#### WHAT IS NEEDED
Report each line from the entries in which "const" can be found.

Data extracted from a collection
● ● ● ● ● ● ●
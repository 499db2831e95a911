//! RGBA color value.

/// A color in RGBA format (0-255 per channel).
#[derive(Debug, Clone, Copy, PartialEq, Eq, Hash)]
pub struct Color {
    pub r: u8,
    pub g: u8,
    pub b: u8,
    pub a: u8,
}

impl Color {
    pub const fn rgba(r: u8, g: u8, b: u8, a: u8) -> Self {
        Self { r, g, b, a }
    }

    pub const fn rgb(r: u8, g: u8, b: u8) -> Self {
        Self { r, g, b, a: 255 }
    }

    /// Return the same color with a different alpha value.
    pub const fn with_alpha(self, a: u8) -> Self {
        Self {
            r: self.r,
            g: self.g,
            b: self.b,
            a,
        }
    }

    /// Channels as an array in `[r, g, b, a]` order.
    pub const fn to_array(self) -> [u8; 4] {
        [self.r, self.g, self.b, self.a]
    }

    pub const BLACK: Self = Self::rgb(0, 0, 0);
    pub const WHITE: Self = Self::rgb(255, 255, 255);
    pub const TRANSPARENT: Self = Self::rgba(0, 0, 0, 0);
}

impl From<[u8; 4]> for Color {
    fn from(px: [u8; 4]) -> Self {
        Self::rgba(px[0], px[1], px[2], px[3])
    }
}
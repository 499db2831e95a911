//! Software graphics device for the nine-slice filter.
//!
//! [`SoftwareDevice`] implements [`nineslice_core::GraphicsDevice`] on the
//! CPU. Programs are loaded from the same effect file a GPU host would
//! compile; only its uniform table is interpreted, the pass itself runs the
//! Rust slice renderer.

pub mod device;
pub mod effect_file;

pub use device::SoftwareDevice;
pub use effect_file::{EffectFile, Uniform, UniformType, UniformValue};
● ● ● ● ● ● ●
#### RESULT OF THE TASK
    pub const fn rgba(r: u8, g: u8, b: u8, a: u8) -> Self {
    pub const fn rgb(r: u8, g: u8, b: u8) -> Self {
    pub const fn with_alpha(self, a: u8) -> Self {
    pub const fn to_array(self) -> [u8; 4] {
    pub const BLACK: Self = Self::rgb(0, 0, 0);
    pub const WHITE: Self = Self::rgb(255, 255, 255);
    pub const TRANSPARENT: Self = Self::rgba(0, 0, 0, 0);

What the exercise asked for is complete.